» **Brief**: Here is a block of entries. Write out its lines exactly, from the first through the one containing "pub enum LoggingError".

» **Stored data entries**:
········

//! Structured logging.
//!
//! JSON lines in production, coloured human-readable lines in development.
//! Service code logs through [`ServiceLogger`], which tags every line with its
//! component name and merged context fields.

use crate::config::{LogFormat, LoggingConfig};
use crate::context::RequestContext;
use serde::Serialize;
use serde_json::{Map, Value};
use thiserror::Error;
use tracing::Level;
use tracing_subscriber::EnvFilter;

/// Errors that can occur while installing the log subscriber.
#[derive(Debug, Error)]
pub enum LoggingError {
    /// A global subscriber is already installed.
    #[error("Failed to install log subscriber: {0}")]
    Install(String),
}

/// Builds the default filter directive for `level`.
///
/// Dependency noise is capped at `warn`.
#[must_use]
pub fn default_directive(level: &str) -> String {
    format!("{level},hyper=warn,tower_http=warn,redis=warn")
}

/// Installs the global log subscriber.
///
/// `RUST_LOG` overrides the configured level when set.
///
/// # Errors
///
/// Returns an error if a global subscriber has already been installed.
pub fn init_logging(config: &LoggingConfig) -> Result<(), LoggingError> {
    let filter = EnvFilter::try_from_default_env()
        .unwrap_or_else(|_| EnvFilter::new(default_directive(&config.level)));

    let builder = tracing_subscriber::fmt().with_env_filter(filter);

    let result = match config.format {
        LogFormat::Json => builder
            .json()
            .flatten_event(true)
            .with_current_span(false)
            .try_init(),
        LogFormat::Pretty => builder.with_ansi(true).with_target(true).try_init(),
    };

    result.map_err(|e| LoggingError::Install(e.to_string()))
}

/// Logger bound to a component, carrying context fields.
///
/// # Example
///
/// ```
/// use serde_json::json;
/// use shared::observability::ServiceLogger;
///
/// let logger = ServiceLogger::new("TenantService").with_context("region", "eu");
/// logger.info("Operation: tenant_created", json!({"tenant_name": "acme"}));
///
/// let merged = logger.merged_context(&json!({"tenant_name": "acme"}));
/// assert_eq!(merged["region"], "eu");
/// assert_eq!(merged["tenant_name"], "acme");
/// ```
#[derive(Debug, Clone)]
pub struct ServiceLogger {
    component: String,
    context: Map<String, Value>,
}

impl ServiceLogger {
    /// Creates a logger for `component`.
    #[must_use]
    pub fn new(component: impl Into<String>) -> Self {
        Self {
            component: component.into(),
            context: Map::new(),
        }
    }

    /// Returns the component name.
    #[must_use]
    pub fn component(&self) -> &str {
        &self.component
    }

    /// Adds a context field included in every line.
    #[must_use]
    pub fn with_context(mut self, key: impl Into<String>, value: impl Serialize) -> Self {
        self.context.insert(
            key.into(),
            serde_json::to_value(value).unwrap_or(Value::Null),
        );
        self
    }

    /// Adds the user, site, request and trace of a request context.
    #[must_use]
    pub fn with_request_context(mut self, ctx: &RequestContext) -> Self {
        self.context.extend(ctx.log_fields());
        self
    }

    /// Merges the logger context with per-call fields; per-call fields win.
    /// Non-object extras are stored under `extra`.
    #[must_use]
    pub fn merged_context(&self, extra: &Value) -> Map<String, Value> {
        let mut merged = self.context.clone();
        match extra {
            Value::Object(fields) => {
                merged.extend(fields.iter().map(|(k, v)| (k.clone(), v.clone())));
            }
            Value::Null => {}
            other => {
                merged.insert("extra".to_string(), other.clone());
            }
        }
        merged
    }

    /// Logs at debug level.
    pub fn debug(&self, message: &str, extra: Value) {
        self.emit(Level::DEBUG, message, &extra);
    }

    /// Logs at info level.
    pub fn info(&self, message: &str, extra: Value) {
        self.emit(Level::INFO, message, &extra);
    }

    /// Logs at warn level.
    pub fn warn(&self, message: &str, extra: Value) {
        self.emit(Level::WARN, message, &extra);
    }

    /// Logs at error level.
    pub fn error(&self, message: &str, extra: Value) {
        self.emit(Level::ERROR, message, &extra);
    }

    fn emit(&self, level: Level, message: &str, extra: &Value) {
        let context = Value::Object(self.merged_context(extra)).to_string();
        let component = self.component.as_str();

        match level {
            Level::ERROR => tracing::error!(component, context = %context, "{message}"),
            Level::WARN => tracing::warn!(component, context = %context, "{message}"),
            Level::INFO => tracing::info!(component, context = %context, "{message}"),
            Level::DEBUG => tracing::debug!(component, context = %context, "{message}"),
            _ => tracing::trace!(component, context = %context, "{message}"),
        }
    }
}

#[cfg(test)]
mod tests {
    use super::*;
    use serde_json::json;

    #[test]
    fn test_default_directive() {
        assert_eq!(default_directive("debug"), "debug,hyper=warn,tower_http=warn,redis=warn");
    }

    #[test]
    fn test_merged_context_per_call_fields_win() {
        let logger = ServiceLogger::new("svc")
            .with_context("tenant", "acme")
            .with_context("attempt", 1);

        let merged = logger.merged_context(&json!({"attempt": 2, "user": "bob"}));

        assert_eq!(merged["tenant"], "acme");
        assert_eq!(merged["attempt"], 2);
        assert_eq!(merged["user"], "bob");
    }

    #[test]
    fn test_merged_context_non_object_extra() {
        let logger = ServiceLogger::new("svc");
        assert!(logger.merged_context(&Value::Null).is_empty());

        let merged = logger.merged_context(&json!(["a", "b"]));
        assert_eq!(merged["extra"], json!(["a", "b"]));
    }

    #[test]
    fn test_with_request_context() {
        let ctx = RequestContext::new().with_user("alice").with_site("acme");
        let logger = ServiceLogger::new("svc").with_request_context(&ctx);

        let merged = logger.merged_context(&Value::Null);
        assert_eq!(merged["user"], "alice");
        assert_eq!(merged["site"], "acme");
        assert_eq!(logger.component(), "svc");
    }

    #[test]
    fn test_logging_without_subscriber_does_not_panic() {
        let logger = ServiceLogger::new("svc");
        logger.debug("debug line", Value::Null);
        logger.warn("warn line", json!({"k": "v"}));
        logger.error("error line", json!("scalar"));
    }
}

········

» **Written solution**:
//! Structured logging.
//!
//! JSON lines in production, coloured human-readable lines in development.
//! Service code logs through [`ServiceLogger`], which tags every line with its
//! component name and merged context fields.

use crate::config::{LogFormat, LoggingConfig};
use crate::context::RequestContext;
use serde::Serialize;
use serde_json::{Map, Value};
use thiserror::Error;
use tracing::Level;
use tracing_subscriber::EnvFilter;

/// Errors that can occur while installing the log subscriber.
#[derive(Debug, Error)]
pub enum LoggingError {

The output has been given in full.